Serhan CN dell’Harvard Institutes of Medicine, Boston – USA e collaboratori hanno tratto spunto per il loro lavoro (FASEB J. 2012 Apr;26(4):1755-65) dalla scoperta abbastanza recente della nuova famiglia dei potenti mediatori antinfiammatori e di risoluzione spontanea degli essudati e anche dei mediatori lipidici della metabolomica biosintetizzati dai MΦs (macrophages). Gli Autori hanno, così, stabilito che la MAR1 (maresin 1), prodotta dai MΦs umani dal DHA endogeno (docosahexaenoic acid), si potesse abbinare con il sintetico 7R, il 14S-dihydroxydocosa-4Z, l’8E, il 10E, il 12Z, il 16Z, l’acido 19Z-hexaenoic. Il gruppo alcolico della MAR1 e la geometria Z / e di doppi legami coniugati sono stati abbinati utilizzando isomeri preparati per la totale sintesi organica. L’indicazione di potenza delle azioni della MAR1 era confermata con il MAR1 sintetico, cioè, limitando l’infiltrazione dei PMN (polymorphonuclear neutrophil) nella peritonite murina (ng/mouse range), nonché migliorando la captazione dei macrofagi umani dei PMN apoptotici. Al valore di un nM la MAR1 era leggermente più potente del D1 resolvin nella stimolazione dell’efferocitosi dei MΦ umani, azione non condivisa dal leucotriene B (4). La MAR1 accelerava anche la rigenerazione chirurgica nella planaria, aumentando il tasso di ricomparsa del capo. Sulla lesione della planaria si poteva biosintetizzare la MAR1 dal deuterium-labeled (d(5))-DHA, bloccata con l’inibitore della lipossigenasi (LOX). La MAR1 inibiva, in modo dose-dipendente, il TRPV1 (transient receptor potential vanilloid 1) nei neuroni, bloccava le correnti indotte dalla capsaicina (100 nM) verso l'interno (IC (50) 0,49 ± 0,02 nM) e riduceva nei topi sia l'infiammazione sia il dolore neuropatico indotto dalla chemioterapia.
In conclusione, secondo gli Autori, i loro risultati dimostravano le potenti azioni della MAR1 nella regolazione della risoluzione dell’infiammazione, della rigenerazione dei tessuti e della risoluzione del dolore. Si poteva, pertanto, suggerire che i segnali chimici erano condivisi nei percorsi di risoluzione cellulare, per un processo chiave della rigenerazione tissutale. Inoltre, i decisivi fattori della risposta immunitaria innata, come la MAR1, offrirebbero nuove opportunità per la valutazione dei MΦs e della metabolomica del DHA locale per il ritorno all’omeostasi tissutale.

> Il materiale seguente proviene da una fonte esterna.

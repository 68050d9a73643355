//! MQTT transport state machine: an explicit state-machine object wrapped
//! around a `rumqttc` `AsyncClient`/`EventLoop` pair, with a
//! `tick`-free design — state transitions come from the eventloop's own
//! events. Publisher and Subscriber talk to it over `tokio::sync::mpsc`
//! channels rather than sharing the client directly, so neither holds a
//! reference back into the transport.

mod mqtt;

pub use mqtt::{PublishRequest, Transport, TransportEvent, TransportHandle};

use std::time::Duration;

/// Full-jitter exponential backoff (base 1s, cap 60s).
pub fn backoff_duration(attempt: u32, rng: &mut impl rand::Rng) -> Duration {
    let base_ms = 1_000u64;
    let cap_ms = 60_000u64;
    let exp_ms = base_ms.saturating_mul(1u64 << attempt.min(20)).min(cap_ms);
    let jittered = rng.gen_range(0..=exp_ms.max(1));
    Duration::from_millis(jittered)
}

#[cfg(test)]
mod tests {
    use super::*;
    use rand::SeedableRng;

    #[test]
    fn backoff_grows_but_stays_capped() {
        let mut rng = rand::rngs::StdRng::seed_from_u64(1);
        for attempt in 0..10 {
            let d = backoff_duration(attempt, &mut rng);
            assert!(d.as_millis() <= 60_000);
        }
    }

    #[test]
    fn backoff_zero_attempt_is_bounded_by_base() {
        let mut rng = rand::rngs::StdRng::seed_from_u64(7);
        let d = backoff_duration(0, &mut rng);
        assert!(d.as_millis() <= 1_000);
    }
}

Morris DL dell’University of Michigan Medical School e collaboratori hanno di recente fornito un aggiornamento dello stato attuale delle conoscenze in materia della diversità fenotipica e funzionale degli ATM (adipose tissue macrophages) nei topi magri e obesi e negli esseri umani, proprio in considerazione delle loro proprietà proinfiammatorie che contribuiscono nel determinismo delle comorbilità associate all'obesità (PLoS One. 2012;7(10):e48155). La diversità fenotipica degli ATM è, peraltro, ormai nota e più ampia di quella che riguarda il semplice processo di conversione per effetto dell’obesità da M2 a M1. Le funzioni potenziali degli ATM includono la regolazione della fibrosi e la risposta alla lipolisi acuta negli stati di restrizione calorica. Peraltro, sono stati identificati nuovi percorsi di possibile potenziamento della loro azione, che includono l'attivazione dell’inflammasoma e la risposta al tessuto adiposo lipodistrofico. Ulteriori studi stanno fornendo una nuova valutazione sulla capacità degli ATM di rispondere dinamicamente al microambiente del tessuto adiposo.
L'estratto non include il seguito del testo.